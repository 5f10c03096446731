//! Remote store gateway contracts.
//!
//! # Responsibility
//! - Define the boundary between the sync layer and the document store.
//! - Normalize stored documents into full `Note` values at that boundary.
//!
//! # Invariants
//! - `subscribe` delivers an initial snapshot promptly, then one complete
//!   snapshot per change.
//! - `update_position` writes only `x` and `y`, and only finite values.
//! - Write failures propagate to the caller; feed read failures go to the
//!   listener's error callback.

use crate::model::note::{Note, NoteDraft, NoteId};
use crate::store::StoreError;
use async_trait::async_trait;
use std::error::Error;
use std::fmt::{Display, Formatter};

mod store_gateway;
mod subscription;

pub use store_gateway::{StoreNoteGateway, NOTES_COLLECTION};
pub use subscription::{FeedListener, FeedSlot, Subscription};

pub type GatewayResult<T> = Result<T, GatewayError>;

/// Gateway-level error for note operations.
#[derive(Debug)]
pub enum GatewayError {
    Store(StoreError),
    NotFound(NoteId),
    /// A stored document that cannot be read as a note.
    InvalidDocument { id: NoteId, message: String },
    /// A coordinate that a JSON number cannot represent.
    InvalidPosition { x: f64, y: f64 },
    /// Transport or permission failure reported by a remote backend.
    Remote(String),
    NoRuntime,
}

impl Display for GatewayError {
    fn fmt(&self, f: &mut Formatter<'_>) -> std::fmt::Result {
        match self {
            Self::Store(err) => write!(f, "{err}"),
            Self::NotFound(id) => write!(f, "note not found: {id}"),
            Self::InvalidDocument { id, message } => {
                write!(f, "note document `{id}` has an invalid shape: {message}")
            }
            Self::InvalidPosition { x, y } => {
                write!(f, "note position ({x}, {y}) is not a finite number pair")
            }
            Self::Remote(message) => write!(f, "remote store failure: {message}"),
            Self::NoRuntime => write!(f, "live feed requires a running tokio runtime"),
        }
    }
}

impl Error for GatewayError {
    fn source(&self) -> Option<&(dyn Error + 'static)> {
        match self {
            Self::Store(err) => Some(err),
            _ => None,
        }
    }
}

impl From<StoreError> for GatewayError {
    fn from(value: StoreError) -> Self {
        match value {
            StoreError::DocumentNotFound { id, .. } => Self::NotFound(NoteId::new(id)),
            StoreError::NoRuntime => Self::NoRuntime,
            other => Self::Store(other),
        }
    }
}

/// Repository-facing operations over the notes collection.
#[async_trait]
pub trait NoteGateway: Send + Sync {
    /// Inserts one note and returns it with its store-assigned id.
    async fn create(&self, draft: NoteDraft) -> GatewayResult<Note>;
    /// Reads every note once, normalized.
    async fn read_all(&self) -> GatewayResult<Vec<Note>>;
    /// Opens a live feed of complete collection snapshots.
    fn subscribe(&self, listener: FeedListener) -> GatewayResult<Subscription>;
    /// Overwrites only the coordinates of one note.
    async fn update_position(&self, id: &NoteId, x: f64, y: f64) -> GatewayResult<()>;
    /// Deletes one note; deleting a missing note succeeds.
    async fn delete(&self, id: &NoteId) -> GatewayResult<()>;
}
——
WHAT TO WORK ON ::
All lines above that hold the string "FeedListener" should be copied.

WRITTEN SOLUTION ::
pub use subscription::{FeedListener, FeedSlot, Subscription};
    fn subscribe(&self, listener: FeedListener) -> GatewayResult<Subscription>;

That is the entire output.